Python starting with 3.13 also has a JIT available.


Kind of, you have to compile it yourself, and is rather basic, still early days.

PyPy and GraalPy is where the fun is, however they are largely ignored outside their language research communities.


"Addressed" or "mitigated" perhaps. Not "solved." Just "made less painful" or "enough less painful that we don't need to run screaming from the room."


Versus what most folks do with CPython, it is indeed solved.

We are very far from having a full single user graphics workstation in CPython, even if those JITs aren't perfect.

Yes, there are a couple of ongoing attempts, while most in the community rather write C extensions.


Is "single user graphics workstation" even still a goal? Great target in the Early to Mid Ethernetian when Xerox Dorados and Dandelions, Symbolics, and Liliths roamed the Earth. Doesn't feel like a modern goal or standard of comparison.

I used those workstations back in the day—then rinsed and repeated with JITs and GCs for Self, Java, and on to finally Python in PyPy. They're fantastic! Love having them on-board. Many blessings to Deutsch, Ungar, et al. But for 40 years JIT's value has always been to optimize away the worst gaps, getting "close enough" to native to preserve "it's OK to use the highest level abstractions" for an interesting set of workloads. A solid success, but side by side with AOT compilation of closer-to-the-machine code? AOT regularly wins, then and now.

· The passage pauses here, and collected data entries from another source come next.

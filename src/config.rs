use serde::{Deserialize, Serialize};
use std::env;

#[derive(Debug, Clone, Serialize, Deserialize)]
pub struct Config {
    pub database: DatabaseConfig,
    pub server: ServerConfig,
    pub cache: CacheConfig,
    pub sync: SyncConfig,
}

#[derive(Debug, Clone, Serialize, Deserialize)]
pub struct DatabaseConfig {
    pub url: String,
}

#[derive(Debug, Clone, Serialize, Deserialize)]
pub struct ServerConfig {
    pub host: String,
    pub port: u16,
}

#[derive(Debug, Clone, Serialize, Deserialize)]
pub struct CacheConfig {
    pub capacity: usize,
}

/// Tunables for the replication engine. Deadlines are milliseconds.
#[derive(Debug, Clone, Serialize, Deserialize)]
pub struct SyncConfig {
    pub chunk_size: usize,
    pub heartbeat_interval_ms: u64,
    pub node_offline_after_ms: u64,
    pub session_deadline_ms: u64,
    pub chunk_transfer_deadline_ms: u64,
    pub max_parallel_sessions_per_target: usize,
    pub max_parallel_sessions_total: usize,
}

impl Default for SyncConfig {
    fn default() -> Self {
        Self {
            chunk_size: 4096,
            heartbeat_interval_ms: 10_000,
            node_offline_after_ms: 30_000, // 3x heartbeat interval
            session_deadline_ms: 300_000,
            chunk_transfer_deadline_ms: 30_000,
            max_parallel_sessions_per_target: 1,
            max_parallel_sessions_total: 16,
        }
    }
}

impl Config {
    pub fn from_env() -> anyhow::Result<Self> {
        let defaults = SyncConfig::default();
        Ok(Self {
            database: DatabaseConfig {
                url: env::var("DATABASE_URL")
                    .unwrap_or_else(|_| "sqlite::memory:".to_string()),
            },
            server: ServerConfig {
                host: env::var("SERVER_HOST")
                    .unwrap_or_else(|_| "0.0.0.0".to_string()),
                port: env::var("SERVER_PORT")
                    .unwrap_or_else(|_| "3000".to_string())
                    .parse()
                    .unwrap_or(3000),
            },
            cache: CacheConfig {
                capacity: env::var("CACHE_CAPACITY")
                    .unwrap_or_else(|_| "1000".to_string())
                    .parse()
                    .unwrap_or(1000),
            },
            sync: SyncConfig {
                chunk_size: env_usize("CHUNK_SIZE", defaults.chunk_size),
                heartbeat_interval_ms: env_u64("HEARTBEAT_INTERVAL_MS", defaults.heartbeat_interval_ms),
                node_offline_after_ms: env_u64("NODE_OFFLINE_AFTER_MS", defaults.node_offline_after_ms),
                session_deadline_ms: env_u64("SESSION_DEADLINE_MS", defaults.session_deadline_ms),
                chunk_transfer_deadline_ms: env_u64(
                    "CHUNK_TRANSFER_DEADLINE_MS",
                    defaults.chunk_transfer_deadline_ms,
                ),
                max_parallel_sessions_per_target: env_usize(
                    "MAX_PARALLEL_SESSIONS_PER_TARGET",
                    defaults.max_parallel_sessions_per_target,
                ),
                max_parallel_sessions_total: env_usize(
                    "MAX_PARALLEL_SESSIONS_TOTAL",
                    defaults.max_parallel_sessions_total,
                ),
            },
        })
    }

    pub fn server_address(&self) -> String {
        format!("{}:{}", self.server.host, self.server.port)
    }
}

fn env_u64(key: &str, default: u64) -> u64 {
    env::var(key).ok().and_then(|v| v.parse().ok()).unwrap_or(default)
}

fn env_usize(key: &str, default: usize) -> usize {
    env::var(key).ok().and_then(|v| v.parse().ok()).unwrap_or(default)
}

"Solved" should imply performance isn't a reason to utterly switch languages and abstractions. Yet witness the enthusiasm around Julia and Rust e.g. specifically to get more native-like performance. YMMV, but from this vantage, seeing so much intentional down-shift in abstraction level and ecosystem maturity "for performance" feels like JIT reduced but hardly eliminated the gap.


"Single-user graphical workstation" may not be a great goal anymore, but it's at least a sobering milestone to keep failing to reach.

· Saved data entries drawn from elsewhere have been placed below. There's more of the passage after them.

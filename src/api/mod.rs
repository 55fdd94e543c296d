// HTTP surface of the coordinator. Every endpoint goes through the
// SyncCoordinator; binary bodies cross the boundary base64-encoded.

pub mod ws;

use axum::{
    extract::{Path as AxumPath, Query, State},
    response::Json,
    routing::{delete, get, post},
    Router,
};
use base64::Engine;
use serde::Deserialize;
use serde_json::{json, Value};

use crate::app_state::AppState;
use crate::core::sha256_hex;
use crate::core::vector_clock::VectorClock;
use crate::error::{AppError, AppResult};
use crate::models::{Delta, DeltaMetrics, DeltaOp, FileVersion, RegisterNodeRequest};

fn default_true() -> bool {
    true
}

// HTTP request/response types

#[derive(Deserialize)]
pub struct UploadRequest {
    pub file_id: Option<String>,
    pub file_name: String,
    pub node_id: String,
    /// Whole content, base64
    pub content: Option<String>,
    /// Alternatively, the chunk bodies in order, base64 each
    pub chunks: Option<Vec<String>>,
    pub vector_clock: Option<VectorClock>,
    pub content_hash: Option<String>,
    /// When false the upload is reported as a full transfer, with no
    /// savings against the prior head
    #[serde(default = "default_true")]
    pub use_delta_sync: bool,
}

#[derive(Deserialize)]
#[serde(tag = "op", rename_all = "snake_case")]
pub enum DeltaOpRequest {
    Copy {
        from_index: usize,
        #[serde(default)]
        count: Option<usize>,
        size: u64,
    },
    Insert {
        index: usize,
        chunk_hash: String,
        size: usize,
        /// Chunk body, base64; omitted when the coordinator already holds it
        data: Option<String>,
    },
}

#[derive(Deserialize)]
pub struct DeltaRequest {
    pub node_id: String,
    pub base_signature_digest: String,
    pub operations: Vec<DeltaOpRequest>,
    pub content_hash: String,
    pub vector_clock: Option<VectorClock>,
}

#[derive(Deserialize)]
pub struct RestoreRequest {
    pub version_id: String,
    pub node_id: String,
}

#[derive(Deserialize)]
pub struct ResolveRequest {
    pub winner_version_id: String,
}

#[derive(Deserialize)]
pub struct LimitQuery {
    pub limit: Option<usize>,
}

#[derive(Deserialize)]
pub struct DiffQuery {
    pub from: String,
    pub to: String,
}

#[derive(Deserialize)]
pub struct ConflictQuery {
    #[serde(default)]
    pub include_resolved: bool,
}

fn decode_base64(field: &str, value: &str) -> AppResult<Vec<u8>> {
    base64::engine::general_purpose::STANDARD
        .decode(value)
        .map_err(|e| AppError::InvalidRequest(format!("{} is not valid base64: {}", field, e)))
}

fn version_json(version: &FileVersion) -> Value {
    json!({
        "file_id": version.file_id,
        "version_id": version.version_id,
        "parent_version_ids": version.parent_version_ids,
        "vector_clock": version.vector_clock,
        "size": version.size,
        "content_hash": version.content_hash,
        "created_by_node": version.created_by_node,
        "created_at": version.created_at,
        "chunk_count": version.chunk_list.len(),
    })
}

// Handlers

pub async fn register_node_handler(
    State(state): State<AppState>,
    Json(req): Json<RegisterNodeRequest>,
) -> Result<Json<Value>, AppError> {
    let node = state.coordinator.register_node(req).await?;
    Ok(Json(json!({ "node": node })))
}

pub async fn list_nodes_handler(State(state): State<AppState>) -> Json<Value> {
    let nodes = state.coordinator.list_nodes().await;
    Json(json!({ "nodes": nodes }))
}

pub async fn remove_node_handler(
    State(state): State<AppState>,
    AxumPath(node_id): AxumPath<String>,
) -> Result<Json<Value>, AppError> {
    let node = state.coordinator.remove_node(&node_id).await?;
    Ok(Json(json!({ "removed": node.node_id })))
}

pub async fn heartbeat_handler(
    State(state): State<AppState>,
    AxumPath(node_id): AxumPath<String>,
) -> Result<Json<Value>, AppError> {
    state.coordinator.heartbeat(&node_id).await?;
    Ok(Json(json!({ "ok": true })))
}

pub async fn list_files_handler(State(state): State<AppState>) -> Result<Json<Value>, AppError> {
    let mut entries = Vec::new();
    for file in state.coordinator.list_files().await {
        let heads = state.coordinator.file_heads(&file.file_id).await?;
        entries.push(json!({
            "file_id": file.file_id,
            "name": file.name,
            "created_at": file.created_at,
            "heads": heads.iter().map(version_json).collect::<Vec<_>>(),
        }));
    }
    Ok(Json(json!({ "files": entries })))
}

pub async fn file_head_handler(
    State(state): State<AppState>,
    AxumPath(file_id): AxumPath<String>,
) -> Result<Json<Value>, AppError> {
    let head = state.coordinator.primary_head(&file_id).await?;
    let heads = state.coordinator.file_heads(&file_id).await?;
    Ok(Json(json!({
        "head": version_json(&head),
        "head_count": heads.len(),
    })))
}

pub async fn file_chunks_handler(
    State(state): State<AppState>,
    AxumPath(file_id): AxumPath<String>,
) -> Result<Json<Value>, AppError> {
    let signature = state.coordinator.head_signature(&file_id).await?;
    Ok(Json(json!({
        "file_id": file_id,
        "chunk_size": state.coordinator.chunk_size(),
        "signature_digest": crate::infrastructure::DeltaEngine::signature_digest(&signature),
        "signature": signature,
    })))
}

pub async fn upload_handler(
    State(state): State<AppState>,
    Json(req): Json<UploadRequest>,
) -> Result<Json<Value>, AppError> {
    let content = match (&req.content, &req.chunks) {
        (Some(content), _) => decode_base64("content", content)?,
        (None, Some(chunks)) => {
            let mut content = Vec::new();
            let chunk_size = state.coordinator.chunk_size();
            for (i, chunk) in chunks.iter().enumerate() {
                let bytes = decode_base64("chunks", chunk)?;
                if bytes.len() > chunk_size || (bytes.len() < chunk_size && i + 1 != chunks.len())
                {
                    return Err(AppError::InvalidRequest(format!(
                        "chunk {} has size {}, expected the fixed chunk size {}",
                        i,
                        bytes.len(),
                        chunk_size
                    )));
                }
                content.extend_from_slice(&bytes);
            }
            content
        }
        (None, None) => {
            return Err(AppError::InvalidRequest(
                "upload requires content or chunks".into(),
            ))
        }
    };
    crate::coordinator::SyncCoordinator::verify_declared_hash(
        &content,
        req.content_hash.as_deref(),
    )?;

    let file_id = req.file_id.clone().unwrap_or_else(|| req.file_name.clone());
    let outcome = state
        .coordinator
        .upload_file(
            &file_id,
            &req.file_name,
            content,
            &req.node_id,
            req.vector_clock.clone(),
        )
        .await?;

    let delta_metrics = if req.use_delta_sync {
        outcome.delta_metrics
    } else {
        DeltaMetrics {
            chunks_total: outcome.version.chunk_list.len(),
            chunks_copied: 0,
            chunks_inserted: outcome.version.chunk_list.len(),
            bytes_transferred: outcome.version.size,
            bytes_saved: 0,
            compression_ratio: 0.0,
        }
    };

    Ok(Json(json!({
        "version_id": outcome.version.version_id,
        "file_id": outcome.version.file_id,
        "content_hash": outcome.version.content_hash,
        "vector_clock": outcome.version.vector_clock,
        "delta_metrics": delta_metrics,
        "conflict_id": outcome.conflict.as_ref().map(|c| c.conflict_id.clone()),
        "sessions": outcome.session_ids,
    })))
}

pub async fn delta_handler(
    State(state): State<AppState>,
    AxumPath(file_id): AxumPath<String>,
    Json(req): Json<DeltaRequest>,
) -> Result<Json<Value>, AppError> {
    let mut operations = Vec::with_capacity(req.operations.len());
    for op in &req.operations {
        operations.push(match op {
            DeltaOpRequest::Copy {
                from_index,
                count,
                size,
            } => DeltaOp::Copy {
                from_index: *from_index,
                count: count.unwrap_or(1),
                size: *size,
            },
            DeltaOpRequest::Insert {
                index,
                chunk_hash,
                size,
                data,
            } => {
                let bytes = match data {
                    Some(data) => {
                        let bytes = decode_base64("operations.data", data)?;
                        if sha256_hex(&bytes) != *chunk_hash {
                            return Err(AppError::InvalidRequest(format!(
                                "insert bytes for index {} do not hash to {}",
                                index, chunk_hash
                            )));
                        }
                        Some(bytes)
                    }
                    None => None,
                };
                DeltaOp::Insert {
                    index: *index,
                    chunk_hash: chunk_hash.clone(),
                    size: *size,
                    bytes,
                }
            }
        });
    }

    let delta = Delta {
        base_signature_digest: req.base_signature_digest.clone(),
        operations,
    };
    let outcome = state
        .coordinator
        .submit_delta(
            &file_id,
            &delta,
            &req.content_hash,
            &req.node_id,
            req.vector_clock.clone(),
        )
        .await?;

    Ok(Json(json!({
        "version_id": outcome.version.version_id,
        "content_hash": outcome.version.content_hash,
        "vector_clock": outcome.version.vector_clock,
        "delta_metrics": outcome.delta_metrics,
        "conflict_id": outcome.conflict.as_ref().map(|c| c.conflict_id.clone()),
        "sessions": outcome.session_ids,
    })))
}

pub async fn history_handler(
    State(state): State<AppState>,
    AxumPath(file_id): AxumPath<String>,
) -> Result<Json<Value>, AppError> {
    let history = state.coordinator.history(&file_id).await?;
    Ok(Json(json!({
        "file_id": file_id,
        "versions": history.iter().map(version_json).collect::<Vec<_>>(),
    })))
}

pub async fn diff_handler(
    State(state): State<AppState>,
    AxumPath(file_id): AxumPath<String>,
    Query(query): Query<DiffQuery>,
) -> Result<Json<Value>, AppError> {
    let delta = state
        .coordinator
        .diff(&file_id, &query.from, &query.to)
        .await?;
    let metrics = crate::infrastructure::DeltaEngine::metrics(&delta);
    Ok(Json(json!({
        "file_id": file_id,
        "from": query.from,
        "to": query.to,
        "base_signature_digest": delta.base_signature_digest,
        "operation_count": delta.operations.len(),
        "metrics": metrics,
    })))
}

pub async fn restore_handler(
    State(state): State<AppState>,
    AxumPath(file_id): AxumPath<String>,
    Json(req): Json<RestoreRequest>,
) -> Result<Json<Value>, AppError> {
    let outcome = state
        .coordinator
        .restore(&file_id, &req.version_id, &req.node_id)
        .await?;
    Ok(Json(json!({
        "version_id": outcome.version.version_id,
        "restored_from": req.version_id,
        "vector_clock": outcome.version.vector_clock,
        "sessions": outcome.session_ids,
    })))
}

pub async fn content_handler(
    State(state): State<AppState>,
    AxumPath(file_id): AxumPath<String>,
) -> Result<Json<Value>, AppError> {
    let content = state.coordinator.content(&file_id).await?;
    Ok(Json(json!({
        "file_id": file_id,
        "size": content.len(),
        "content": base64::engine::general_purpose::STANDARD.encode(&content),
    })))
}

pub async fn conflicts_handler(
    State(state): State<AppState>,
    Query(query): Query<ConflictQuery>,
) -> Json<Value> {
    let conflicts = state.coordinator.conflicts(query.include_resolved).await;
    Json(json!({ "conflicts": conflicts }))
}

pub async fn resolve_conflict_handler(
    State(state): State<AppState>,
    AxumPath(conflict_id): AxumPath<String>,
    Json(req): Json<ResolveRequest>,
) -> Result<Json<Value>, AppError> {
    let (conflict, merged) = state
        .coordinator
        .resolve_conflict(&conflict_id, &req.winner_version_id)
        .await?;
    Ok(Json(json!({
        "conflict": conflict,
        "merged_version": version_json(&merged),
    })))
}

pub async fn events_handler(
    State(state): State<AppState>,
    Query(query): Query<LimitQuery>,
) -> Json<Value> {
    let events = state
        .coordinator
        .recent_events(query.limit.unwrap_or(50))
        .await;
    Json(json!({ "events": events }))
}

pub async fn causal_order_handler(
    State(state): State<AppState>,
    Query(query): Query<LimitQuery>,
) -> Json<Value> {
    let events = state
        .coordinator
        .causal_events(query.limit.unwrap_or(50))
        .await;
    Json(json!({ "events": events }))
}

pub async fn vector_clocks_handler(State(state): State<AppState>) -> Json<Value> {
    let clocks = state.coordinator.vector_clocks().await;
    Json(json!({ "vector_clocks": clocks }))
}

pub async fn metrics_handler(State(state): State<AppState>) -> Json<Value> {
    Json(json!(state.coordinator.metrics().await))
}

pub async fn delta_metrics_handler(State(state): State<AppState>) -> Json<Value> {
    Json(json!(state.coordinator.delta_metrics().await))
}

// Create unified router
pub fn create_sync_router(state: AppState) -> Router {
    Router::new()
        // Node membership
        .route("/register", post(register_node_handler))
        .route("/nodes", get(list_nodes_handler))
        .route("/nodes/{id}", delete(remove_node_handler))
        .route("/nodes/{id}/heartbeat", post(heartbeat_handler))
        // Files and versions
        .route("/files", get(list_files_handler))
        .route("/files/upload", post(upload_handler))
        .route("/files/{id}", get(file_head_handler))
        .route("/files/{id}/chunks", get(file_chunks_handler))
        .route("/files/{id}/delta", post(delta_handler))
        .route("/files/{id}/diff", get(diff_handler))
        .route("/files/{id}/history", get(history_handler))
        .route("/files/{id}/restore", post(restore_handler))
        .route("/files/{id}/content", get(content_handler))
        // Conflicts
        .route("/conflicts", get(conflicts_handler))
        .route("/conflicts/{id}/resolve", post(resolve_conflict_handler))
        // Observability
        .route("/events", get(events_handler))
        .route("/causal-order", get(causal_order_handler))
        .route("/vector-clocks", get(vector_clocks_handler))
        .route("/metrics", get(metrics_handler))
        .route("/delta-metrics", get(delta_metrics_handler))
        // Push channel
        .route("/ws", get(ws::ws_handler))
        .with_state(state)
}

AFAIK there isn't an AOT compiler from JVM bytecode to native code that's competitive with either HotSpot or Graal, which are JIT compilers. But the JVM semantics are much less dynamic than Python or JS, whose JIT compilers don't perform nearly as well. Even Jython compiled to JVM bytecode and JITted with HotSpot is pretty slow.

However, LuaJIT does seem to be competitive with AOT-compiled C and with HotSpot, despite Lua being just as dynamic as Python and more so than JS.


It is solved to the point the users on those communities are not writing extensions in C all the time, to compensate for the interpreter implementation.

AOT winning over JITs on micro benchmarks hardly wins in meaningful way for most business applications, especially when JIT caches and with PGO data sharing across runs is part of the picture.

Sure there are always going to be use cases that require AOT, and in most of them is due to deployment constraints, than anything else.

Most mainstream devs don't even know how to use PGO tooling correctly from their AOT toolchains.

Heck, how many Electron apps do you have running right now?


> We are very far from having a full single user graphics workstation in CPython, even if those JITs aren't perfect.

Some years ago there was an attempt to create a linux distribution including a Python userspace, called Snakeware. But the project went inactive since then. See https://github.com/joshiemoore/snakeware


I fail to find anything related to have a good enough performance for a desktop system written in Python.


Sugar is built with python

https://github.com/sugarlabs/sugar


> The primary reason, in my opinion, is the vast majority of Python libraries lack type annotations (this includes the standard library).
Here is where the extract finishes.